Não é tão comum associar o espaço à audição, mas o som é parte importante da definição
do espaço, seja por sons típicos como buzinas e sirenes numa cidade ou pelas
características acústicas em relação aos materiais, como a reverberação, refração e
absorção. É comum, por exemplo, imaginar a profundidade e amplitude de um espaço a
partir do som de uma gota caindo ou experimentar o material através do tempo que o som
demora para chegar aos ouvidos.

Espaços aromáticos
“Um cheiro específico nos faz reentrar de modo inconsciente um espaço totalmente esquecido
pela memória da retina; as narinas despertam uma imagem esquecida e somos convidados a
sonhar acordados.” (P.51)

O olfato é o sentido mais primitivo de todos, por isso pode fazer conexões em regiões
inconscientes ou já esquecidas. Assim como o som, os aromas são parte constituinte dos
espaços, objetos e cidades. Um aroma específico pode facilmente trazer à memória um
lugar já visitado ou até imaginado.
A forma do toque
“Cada movimento da mão em cada uma de suas tarefas se dá por meio do pensamento,
cada toque da mão permanece naquele elemento.” Martin Heidegger, “What Calls for
Thinking”, in Martin Heidegger, Basic Writings, Harper & Row (New York), 1977, p 357.

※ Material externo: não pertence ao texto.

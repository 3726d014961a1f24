//! Port traits for infrastructure boundaries.
//!
//! The completion service is the only external dependency, so this is the
//! only abstraction in the engine. Everything else is concrete types.

mod error;
mod external;

pub use error::CompletionError;
pub use external::{
    CompletionClient, CompletionPort, CompletionRequest, CompletionResponse, TokenUsage,
    JSON_MIME_TYPE,
};

#[cfg(test)]
pub use external::MockCompletionPort;
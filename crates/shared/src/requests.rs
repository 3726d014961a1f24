//! Request body sent by the game server.

use serde::{Deserialize, Serialize};

/// Body of `POST /`.
///
/// `txt` is the full prompt composed by the game server: NPC persona,
/// intimacy, destination list, tool list and the player's line.
#[derive(Debug, Clone, PartialEq, Eq, Serialize, Deserialize)]
pub struct ChatRequest {
    pub txt: String,
}

impl ChatRequest {
    pub fn new(txt: impl Into<String>) -> Self {
        Self { txt: txt.into() }
    }
}

#[cfg(test)]
mod tests {
    use super::*;

    #[test]
    fn ignores_unknown_fields() {
        let request: ChatRequest =
            serde_json::from_str(r#"{"txt":"hello","npcId":7}"#).unwrap();
        assert_eq!(request, ChatRequest::new("hello"));
    }

    #[test]
    fn txt_is_required() {
        assert!(serde_json::from_str::<ChatRequest>(r#"{"text":"hello"}"#).is_err());
    }
}
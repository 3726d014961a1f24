//! NPC use cases.
//!
//! Handles generating an NPC's next conversational state.

use std::sync::Arc;

mod reply;

pub use reply::{GenerateNpcReply, NpcReplyError};

/// Container for NPC use cases.
pub struct NpcUseCases {
    pub reply: Arc<GenerateNpcReply>,
}

impl NpcUseCases {
    pub fn new(reply: Arc<GenerateNpcReply>) -> Self {
        Self { reply }
    }
}
//! The content (inner) crypto layer, keyed by remote overlay IPv6 rather
//! than by switch label (§4.3): a peer's path through the switch fabric
//! can change without disturbing its end-to-end session.

use crate::Result;

/// The inner, content-layer session manager (§6 `SessionManager`). A
/// concrete implementation owns per-peer keys negotiated out of band
/// (e.g. piggybacked on the outer handshake) and this crate only drives
/// encrypt/decrypt by remote address.
pub trait SessionManager: Send + Sync {
    /// Pins a session key for `remote_ip6`, replacing any prior key.
    fn set_key(&self, remote_ip6: [u8; 16], key: [u8; 32]);

    /// Encrypts `plaintext` for `remote_ip6`. Fails if no key is pinned.
    fn encrypt_for(&self, remote_ip6: &[u8; 16], plaintext: &mut Vec<u8>) -> Result<()>;

    /// Decrypts `ciphertext` from `remote_ip6`. Fails if no key is pinned.
    fn decrypt_from(&self, remote_ip6: &[u8; 16], ciphertext: &mut Vec<u8>) -> Result<()>;

    fn has_key(&self, remote_ip6: &[u8; 16]) -> bool;
}

/// An in-memory [`SessionManager`] backed by [`crate::crypto::Block`]
/// ciphers, one per peer, for tests and simple embedders that don't need
/// a real out-of-band key exchange.
pub struct KeyedSessionManager {
    keys: std::sync::RwLock<std::collections::HashMap<[u8; 16], [u8; 32]>>,
    cipher_config: crate::crypto::CryptoConfig,
}

impl KeyedSessionManager {
    pub fn new(cipher_config: crate::crypto::CryptoConfig) -> Self {
        KeyedSessionManager {
            keys: std::sync::RwLock::new(std::collections::HashMap::new()),
            cipher_config,
        }
    }

    fn block_for(&self, remote_ip6: &[u8; 16]) -> Result<Box<dyn crate::crypto::Block>> {
        let guard = self.keys.read().unwrap_or_else(|e| e.into_inner());
        let key = guard
            .get(remote_ip6)
            .ok_or_else(|| -> crate::Error { "no content session key for peer".into() })?;
        Ok(match &self.cipher_config {
            crate::crypto::CryptoConfig::Aes256(_) => {
                Box::new(crate::crypto::aes256::Aes256Block::new(key))
            }
            crate::crypto::CryptoConfig::ChaCha20Poly1305(_) => {
                Box::new(crate::crypto::chacha20::ChaCha20Poly1305Block::new(key))
            }
            crate::crypto::CryptoConfig::Xor(_) => Box::new(crate::crypto::xor::XorBlock::new(key)),
            crate::crypto::CryptoConfig::Plain => Box::new(crate::crypto::plain::PlainBlock::new()),
        })
    }
}

impl SessionManager for KeyedSessionManager {
    fn set_key(&self, remote_ip6: [u8; 16], key: [u8; 32]) {
        self.keys.write().unwrap_or_else(|e| e.into_inner()).insert(remote_ip6, key);
    }

    fn encrypt_for(&self, remote_ip6: &[u8; 16], plaintext: &mut Vec<u8>) -> Result<()> {
        self.block_for(remote_ip6)?.encrypt(plaintext)
    }

    fn decrypt_from(&self, remote_ip6: &[u8; 16], ciphertext: &mut Vec<u8>) -> Result<()> {
        self.block_for(remote_ip6)?.decrypt(ciphertext)
    }

    fn has_key(&self, remote_ip6: &[u8; 16]) -> bool {
        self.keys.read().unwrap_or_else(|e| e.into_inner()).contains_key(remote_ip6)
    }
}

O tato é fruto do pensamento: para tocar algo, é preciso primeiro dar tal comando no cérebro
levado até as mãos que irão executá-lo de determinada maneira. Através do toque é possível
sentir texturas, formas e temperaturas e apenas pelo momento em que se toca. Também se tem
sensações diferentes ao tocar um mesmo objeto pela força ou rapidez com que se passa os
dedos ou mãos.

[INSTALAÇÃO SEMANA DA INTEGRAÇÃO]

O sabor da pedra

Ao falar sobre o paladar, trata-se de voltar a sentidos primitivos. Através da parte interna da
boca pode-se sentir diversas sensações e algumas dessas são invocadas através do toque ou
da visão. De acordo com a textura ou cor, são invocadas através do toque ou da visão. De
acordo com a textura ou cor, remete-se a sensações ou desejos na língua.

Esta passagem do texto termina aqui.